Copies of all lines that contain "FeedKind" are needed; take them from the data below.

*** Records for the task

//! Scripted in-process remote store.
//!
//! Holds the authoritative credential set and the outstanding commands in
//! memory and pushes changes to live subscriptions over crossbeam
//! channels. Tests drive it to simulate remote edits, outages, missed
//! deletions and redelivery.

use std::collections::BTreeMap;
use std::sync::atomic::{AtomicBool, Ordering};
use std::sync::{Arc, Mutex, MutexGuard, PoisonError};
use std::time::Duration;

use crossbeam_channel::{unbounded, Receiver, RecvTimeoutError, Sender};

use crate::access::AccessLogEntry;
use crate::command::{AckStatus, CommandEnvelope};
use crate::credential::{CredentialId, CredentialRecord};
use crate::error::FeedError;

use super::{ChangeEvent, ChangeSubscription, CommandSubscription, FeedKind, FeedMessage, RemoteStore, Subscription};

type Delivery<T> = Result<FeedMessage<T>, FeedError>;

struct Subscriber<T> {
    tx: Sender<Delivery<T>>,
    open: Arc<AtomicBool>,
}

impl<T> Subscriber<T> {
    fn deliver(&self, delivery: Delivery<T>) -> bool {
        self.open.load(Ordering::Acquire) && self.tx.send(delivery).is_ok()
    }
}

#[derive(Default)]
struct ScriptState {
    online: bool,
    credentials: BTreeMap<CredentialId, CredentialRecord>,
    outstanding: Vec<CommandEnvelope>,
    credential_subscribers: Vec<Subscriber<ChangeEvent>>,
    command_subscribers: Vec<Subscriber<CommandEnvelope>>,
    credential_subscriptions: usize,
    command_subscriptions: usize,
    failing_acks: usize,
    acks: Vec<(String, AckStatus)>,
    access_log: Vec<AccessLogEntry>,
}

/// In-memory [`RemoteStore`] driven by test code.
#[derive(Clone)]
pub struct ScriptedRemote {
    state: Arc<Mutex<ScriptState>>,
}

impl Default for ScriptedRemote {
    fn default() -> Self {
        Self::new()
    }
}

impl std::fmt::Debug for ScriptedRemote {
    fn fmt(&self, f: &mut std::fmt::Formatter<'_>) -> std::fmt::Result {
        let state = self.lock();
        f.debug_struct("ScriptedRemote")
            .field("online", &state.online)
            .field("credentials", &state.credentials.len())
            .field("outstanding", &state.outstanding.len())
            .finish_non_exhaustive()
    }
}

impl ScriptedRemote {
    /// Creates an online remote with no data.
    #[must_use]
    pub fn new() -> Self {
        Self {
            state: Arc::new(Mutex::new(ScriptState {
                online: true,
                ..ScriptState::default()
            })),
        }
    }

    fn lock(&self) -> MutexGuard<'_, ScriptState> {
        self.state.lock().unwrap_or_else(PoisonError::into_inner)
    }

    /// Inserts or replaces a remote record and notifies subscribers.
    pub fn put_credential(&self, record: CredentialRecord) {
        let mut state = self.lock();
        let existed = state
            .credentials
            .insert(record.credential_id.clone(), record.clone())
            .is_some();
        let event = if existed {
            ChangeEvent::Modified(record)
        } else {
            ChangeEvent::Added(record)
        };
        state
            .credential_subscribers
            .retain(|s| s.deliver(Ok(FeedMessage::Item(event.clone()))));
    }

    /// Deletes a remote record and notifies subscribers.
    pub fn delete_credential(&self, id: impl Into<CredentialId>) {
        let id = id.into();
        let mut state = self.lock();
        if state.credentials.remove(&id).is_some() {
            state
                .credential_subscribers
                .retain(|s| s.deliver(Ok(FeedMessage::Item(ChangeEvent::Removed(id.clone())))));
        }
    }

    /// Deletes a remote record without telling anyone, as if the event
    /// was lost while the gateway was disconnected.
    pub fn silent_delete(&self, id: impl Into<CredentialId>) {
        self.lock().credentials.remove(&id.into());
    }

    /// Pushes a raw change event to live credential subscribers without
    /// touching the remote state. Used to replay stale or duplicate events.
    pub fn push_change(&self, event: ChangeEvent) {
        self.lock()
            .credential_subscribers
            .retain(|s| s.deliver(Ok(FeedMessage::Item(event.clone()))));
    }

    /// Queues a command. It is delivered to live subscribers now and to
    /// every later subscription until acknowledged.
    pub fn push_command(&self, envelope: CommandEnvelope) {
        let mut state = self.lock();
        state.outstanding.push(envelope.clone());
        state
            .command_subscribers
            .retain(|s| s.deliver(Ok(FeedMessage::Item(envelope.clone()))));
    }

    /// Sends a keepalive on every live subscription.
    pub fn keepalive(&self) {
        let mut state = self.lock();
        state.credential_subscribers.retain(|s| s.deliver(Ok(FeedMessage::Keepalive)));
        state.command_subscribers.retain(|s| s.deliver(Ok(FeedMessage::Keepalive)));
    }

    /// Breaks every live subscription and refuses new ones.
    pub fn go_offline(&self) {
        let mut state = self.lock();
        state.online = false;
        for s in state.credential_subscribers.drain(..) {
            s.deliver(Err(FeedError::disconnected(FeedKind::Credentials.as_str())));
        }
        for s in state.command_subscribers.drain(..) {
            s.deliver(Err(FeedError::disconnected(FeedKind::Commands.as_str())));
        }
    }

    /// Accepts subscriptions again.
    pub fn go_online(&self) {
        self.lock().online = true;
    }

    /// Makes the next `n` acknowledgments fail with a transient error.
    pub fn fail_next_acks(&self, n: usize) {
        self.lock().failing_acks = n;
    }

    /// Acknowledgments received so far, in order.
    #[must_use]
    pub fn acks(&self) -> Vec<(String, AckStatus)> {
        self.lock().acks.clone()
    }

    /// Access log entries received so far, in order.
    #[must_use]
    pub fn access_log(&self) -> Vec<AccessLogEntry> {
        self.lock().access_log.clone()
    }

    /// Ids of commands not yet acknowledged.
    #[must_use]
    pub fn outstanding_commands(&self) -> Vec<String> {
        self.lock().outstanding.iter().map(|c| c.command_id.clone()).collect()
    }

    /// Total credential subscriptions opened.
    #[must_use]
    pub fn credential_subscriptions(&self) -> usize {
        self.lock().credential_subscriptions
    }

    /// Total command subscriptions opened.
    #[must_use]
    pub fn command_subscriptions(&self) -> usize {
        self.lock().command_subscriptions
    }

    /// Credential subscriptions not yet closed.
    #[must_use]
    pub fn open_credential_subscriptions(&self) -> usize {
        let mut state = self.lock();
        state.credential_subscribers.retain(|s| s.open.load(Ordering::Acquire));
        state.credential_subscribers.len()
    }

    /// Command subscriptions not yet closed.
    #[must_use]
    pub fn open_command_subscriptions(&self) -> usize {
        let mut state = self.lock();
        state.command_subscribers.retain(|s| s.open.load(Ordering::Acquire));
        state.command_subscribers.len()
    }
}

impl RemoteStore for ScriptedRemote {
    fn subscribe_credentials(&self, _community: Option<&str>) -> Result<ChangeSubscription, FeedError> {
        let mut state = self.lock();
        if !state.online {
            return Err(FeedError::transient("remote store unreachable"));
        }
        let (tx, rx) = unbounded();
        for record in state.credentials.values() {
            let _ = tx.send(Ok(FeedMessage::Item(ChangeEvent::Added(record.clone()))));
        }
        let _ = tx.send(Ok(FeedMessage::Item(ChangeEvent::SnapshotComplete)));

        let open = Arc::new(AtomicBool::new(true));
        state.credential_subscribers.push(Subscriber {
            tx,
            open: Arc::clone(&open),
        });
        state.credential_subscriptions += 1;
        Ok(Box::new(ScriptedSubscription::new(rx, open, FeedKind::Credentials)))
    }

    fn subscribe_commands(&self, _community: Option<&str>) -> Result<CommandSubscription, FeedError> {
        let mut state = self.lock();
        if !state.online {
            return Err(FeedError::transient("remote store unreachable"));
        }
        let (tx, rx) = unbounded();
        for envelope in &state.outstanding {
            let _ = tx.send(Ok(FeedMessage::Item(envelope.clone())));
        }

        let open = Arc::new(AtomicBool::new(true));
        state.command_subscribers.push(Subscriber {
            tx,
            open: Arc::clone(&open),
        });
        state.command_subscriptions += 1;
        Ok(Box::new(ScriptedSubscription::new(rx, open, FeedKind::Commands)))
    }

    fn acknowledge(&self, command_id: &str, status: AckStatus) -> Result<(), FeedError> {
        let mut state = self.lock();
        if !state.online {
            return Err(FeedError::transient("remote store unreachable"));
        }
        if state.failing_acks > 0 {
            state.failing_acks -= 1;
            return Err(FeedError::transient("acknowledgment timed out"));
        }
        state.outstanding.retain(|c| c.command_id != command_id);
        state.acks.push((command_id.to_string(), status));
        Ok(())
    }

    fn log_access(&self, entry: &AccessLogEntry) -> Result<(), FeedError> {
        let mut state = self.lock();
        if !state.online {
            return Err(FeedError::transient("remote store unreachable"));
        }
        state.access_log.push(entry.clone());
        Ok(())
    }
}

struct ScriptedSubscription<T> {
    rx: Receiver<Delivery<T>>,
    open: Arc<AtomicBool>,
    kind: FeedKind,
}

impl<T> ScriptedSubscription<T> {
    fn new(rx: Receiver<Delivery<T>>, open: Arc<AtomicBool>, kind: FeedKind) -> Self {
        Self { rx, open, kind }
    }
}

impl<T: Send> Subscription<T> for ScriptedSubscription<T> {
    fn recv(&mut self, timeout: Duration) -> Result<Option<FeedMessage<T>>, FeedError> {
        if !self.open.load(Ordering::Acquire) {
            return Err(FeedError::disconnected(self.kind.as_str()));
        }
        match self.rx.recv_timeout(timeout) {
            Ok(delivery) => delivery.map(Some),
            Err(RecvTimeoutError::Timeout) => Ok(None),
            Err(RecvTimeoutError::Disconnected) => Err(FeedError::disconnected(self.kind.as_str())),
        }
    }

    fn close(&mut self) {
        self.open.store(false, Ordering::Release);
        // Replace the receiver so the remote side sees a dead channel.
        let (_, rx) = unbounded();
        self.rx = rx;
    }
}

******

**Task response**:
use super::{ChangeEvent, ChangeSubscription, CommandSubscription, FeedKind, FeedMessage, RemoteStore, Subscription};
            s.deliver(Err(FeedError::disconnected(FeedKind::Credentials.as_str())));
            s.deliver(Err(FeedError::disconnected(FeedKind::Commands.as_str())));
        Ok(Box::new(ScriptedSubscription::new(rx, open, FeedKind::Credentials)))
        Ok(Box::new(ScriptedSubscription::new(rx, open, FeedKind::Commands)))
    kind: FeedKind,
    fn new(rx: Receiver<Delivery<T>>, open: Arc<AtomicBool>, kind: FeedKind) -> Self {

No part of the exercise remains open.